▶ **TASK PROMPT**: If a line in the records below contains the word "labels", copy it.

DATA FOR THIS TASK section start

mod driver;
mod init;
pub use driver::{DriverError, MAX_ATTEMPTS, PassSummary, focus_once, run_pass};
pub use init::cmd_init;

use std::path::PathBuf;
use std::time::{Duration, Instant};

use chrono::Utc;
use regex::Regex;
use tracing::{error, info};

use crate::cli::commands::*;
use crate::cli::output::*;
use crate::io::config_io;
use crate::io::history::HistoryStore;
use crate::io::store::{FileStore, SnapshotStore};
use crate::io::workspace::{Workspace, WorkspaceError, discover_workspace};
use crate::model::config::{EngineConfig, WorkspaceConfig};
use crate::model::tag::NodeKind;
use crate::ops::{check, query};
use crate::parse::{TagSyntax, parse_name};

// ---------------------------------------------------------------------------
// Dispatch
// ---------------------------------------------------------------------------

pub fn dispatch(cli: Cli) -> Result<(), Box<dyn std::error::Error>> {
    let json = cli.json;
    let dir = cli.workspace_dir.as_deref();

    match &cli.command {
        Commands::Init => cmd_init(dir, json),
        Commands::Plan => cmd_plan(&cli, json),
        Commands::Run(args) => cmd_run(&cli, args, json),
        Commands::Focus(args) => cmd_focus(&cli, args, json),
        Commands::Parse(args) => cmd_parse(&cli, args, json),
        Commands::Tasks(args) => cmd_tasks(&cli, args, json),
        Commands::Check => cmd_check(&cli, json),
        Commands::History(args) => cmd_history(&cli, args, json),
        Commands::Config(cmd) => match &cmd.action {
            ConfigAction::Show => cmd_config_show(&cli, json),
            ConfigAction::Set { key, value } => cmd_config_set(&cli, key, value),
        },
    }
}

// ---------------------------------------------------------------------------
// Helpers
// ---------------------------------------------------------------------------

/// A discovered workspace with its configuration, overrides applied
struct Session {
    workspace: Workspace,
    config: WorkspaceConfig,
}

impl Session {
    fn engine(&self) -> EngineConfig {
        self.config.engine()
    }

    fn store(&self) -> FileStore {
        FileStore::new(&self.workspace)
    }

    fn history(&self) -> HistoryStore {
        HistoryStore::new(&self.workspace)
    }
}

fn start_dir(cli: &Cli) -> Result<PathBuf, WorkspaceError> {
    match &cli.workspace_dir {
        Some(dir) => Ok(PathBuf::from(dir)),
        None => std::env::current_dir().map_err(|e| WorkspaceError::ReadError {
            path: PathBuf::from("."),
            source: e,
        }),
    }
}

fn load_session(cli: &Cli) -> Result<Session, WorkspaceError> {
    let workspace = discover_workspace(&start_dir(cli)?)?;
    let mut config = workspace.load_config()?;
    apply_overrides(&mut config, &cli.overrides);
    Ok(Session { workspace, config })
}

/// Flags and environment variables beat config.toml
pub fn apply_overrides(config: &mut WorkspaceConfig, overrides: &Overrides) {
    if let Some(label) = &overrides.next_action_label {
        config.labels.next_action = label.clone();
    }
    if let Some(label) = &overrides.focus_label {
        config.labels.focus = Some(label.clone()).filter(|l| !l.is_empty());
    }
    if let Some(days) = overrides.hide_future {
        config.schedule.hide_future_days = days;
    }
    if let Some(c) = overrides.p_suffix {
        config.tags.parallel = c;
    }
    if let Some(c) = overrides.s_suffix {
        config.tags.sequential = c;
    }
}

fn print_json<T: serde::Serialize>(value: &T) -> Result<(), Box<dyn std::error::Error>> {
    println!("{}", serde_json::to_string_pretty(value)?);
    Ok(())
}

// ---------------------------------------------------------------------------
// Label passes
// ---------------------------------------------------------------------------

fn cmd_plan(cli: &Cli, json: bool) -> Result<(), Box<dyn std::error::Error>> {
    let session = load_session(cli)?;
    let snapshot = session.store().fetch()?;
    let plan = crate::ops::compute_label_operations(&snapshot, &session.engine())?;

    if json {
        return print_json(&plan);
    }
    print!("{}", render_operations(&plan.operations, &snapshot));
    if !plan.diagnostics.is_clean() {
        println!();
        print!("{}", render_diagnostics(&plan.diagnostics));
    }
    Ok(())
}

fn cmd_run(cli: &Cli, args: &RunArgs, json: bool) -> Result<(), Box<dyn std::error::Error>> {
    let session = load_session(cli)?;
    let engine = session.engine();
    engine.validate()?;
    let delay = Duration::from_secs(args.delay.unwrap_or(session.config.schedule.delay_secs));
    let store = session.store();
    let history = session.history();

    info!(
        workspace = %session.workspace.dir.display(),
        delay_secs = delay.as_secs(),
        once = args.once,
        "starting"
    );
    loop {
        let started = Instant::now();
        match run_pass(&store, Some(&history), &engine, Utc::now()) {
            Ok(summary) => {
                if json {
                    println!("{}", serde_json::to_string(&summary)?);
                } else if !summary.plan.operations.is_empty()
                    || summary.focus.as_ref().is_some_and(|f| !f.is_noop())
                {
                    let snapshot = store.fetch()?;
                    let mut ops = summary.plan.operations.clone();
                    if let Some(focus) = &summary.focus {
                        ops.extend(focus.operations.iter().cloned());
                    }
                    print!("{}", render_operations(&ops, &snapshot));
                }
            }
            Err(e @ DriverError::Config(_)) => return Err(e.into()),
            Err(e) if args.once => return Err(e.into()),
            Err(e) => error!(error = %e, "pass failed"),
        }
        if args.once {
            return Ok(());
        }
        std::thread::sleep(delay.saturating_sub(started.elapsed()));
    }
}

fn cmd_focus(cli: &Cli, args: &FocusArgs, json: bool) -> Result<(), Box<dyn std::error::Error>> {
    let session = load_session(cli)?;
    let engine = session.engine();
    engine.validate()?;
    let history = session.history();
    let (result, report) = focus_once(
        &session.store(),
        Some(&history),
        &engine,
        args.winner.as_deref(),
        args.apply,
        Utc::now(),
    )?;

    if json {
        return print_json(&serde_json::json!({ "result": result, "report": report }));
    }
    print!("{}", render_reconcile(&result));
    if let Some(report) = report {
        for failure in &report.failures {
            println!("failed: {} ({})", failure.operation, failure.reason);
        }
    }
    Ok(())
}

// ---------------------------------------------------------------------------
// Read commands
// ---------------------------------------------------------------------------

fn cmd_parse(cli: &Cli, args: &ParseArgs, json: bool) -> Result<(), Box<dyn std::error::Error>> {
    let kind = NodeKind::parse(&args.kind)
        .ok_or_else(|| format!("unknown kind '{}' (project, section, task, subtask)", args.kind))?;
    // Outside a workspace the default tag characters apply
    let config = match load_session(cli) {
        Ok(session) => session.config,
        Err(WorkspaceError::NotAWorkspace) => {
            let mut config = WorkspaceConfig::default();
            apply_overrides(&mut config, &cli.overrides);
            config
        }
        Err(e) => return Err(e.into()),
    };
    let engine = config.engine();
    engine.validate()?;

    let parsed = parse_name(&args.name, kind, &TagSyntax::from(&engine));
    if json {
        print_json(&ParseJson::new(&parsed, kind))
    } else {
        print!("{}", render_parsed(&parsed, kind));
        Ok(())
    }
}

fn cmd_tasks(cli: &Cli, args: &TasksArgs, json: bool) -> Result<(), Box<dyn std::error::Error>> {
    let session = load_session(cli)?;
    let snapshot = session.store().fetch()?;
    let filter = query::TaskFilter {
        label: args.label.clone(),
        contains: args.contains.as_deref().map(Regex::new).transpose()?,
    };
    let rows = query::list_tasks(&snapshot, &filter, &session.engine());

    if json {
        return print_json(&rows);
    }
    print!("{}", render_tasks(&rows));
    Ok(())
}

fn cmd_check(cli: &Cli, json: bool) -> Result<(), Box<dyn std::error::Error>> {
    let session = load_session(cli)?;
    let engine = session.engine();
    engine.validate()?;
    let snapshot = session.store().fetch()?;
    let diagnostics = check::check_snapshot(&snapshot, &engine);

    if json {
        print_json(&diagnostics)?;
    } else if diagnostics.is_clean() {
        println!("No problems found.");
    } else {
        print!("{}", render_diagnostics(&diagnostics));
    }
    if !diagnostics.errors.is_empty() {
        std::process::exit(1);
    }
    Ok(())
}

fn cmd_history(cli: &Cli, args: &HistoryArgs, json: bool) -> Result<(), Box<dyn std::error::Error>> {
    let session = load_session(cli)?;
    let label = args.label.as_deref().or(session.config.labels.focus.as_deref());
    let sessions = session.history().list_sessions(label, args.limit)?;

    if json {
        return print_json(&sessions);
    }
    print!("{}", render_sessions(&sessions));
    Ok(())
}

// ---------------------------------------------------------------------------
// Config
// ---------------------------------------------------------------------------

fn cmd_config_show(cli: &Cli, json: bool) -> Result<(), Box<dyn std::error::Error>> {
    let session = load_session(cli)?;
    if json {
        return print_json(&session.config);
    }
    print!("{}", toml::to_string_pretty(&session.config)?);
    Ok(())
}

fn cmd_config_set(cli: &Cli, key: &str, value: &str) -> Result<(), Box<dyn std::error::Error>> {
    let workspace = discover_workspace(&start_dir(cli)?)?;
    config_io::update_config(&workspace, key, value)?;
    println!("{} = {:?}", key, value);
    Ok(())
}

DATA FOR THIS TASK section end

▶ **TASK ANSWER**:
        config.labels.next_action = label.clone();
        config.labels.focus = Some(label.clone()).filter(|l| !l.is_empty());
    let label = args.label.as_deref().or(session.config.labels.focus.as_deref());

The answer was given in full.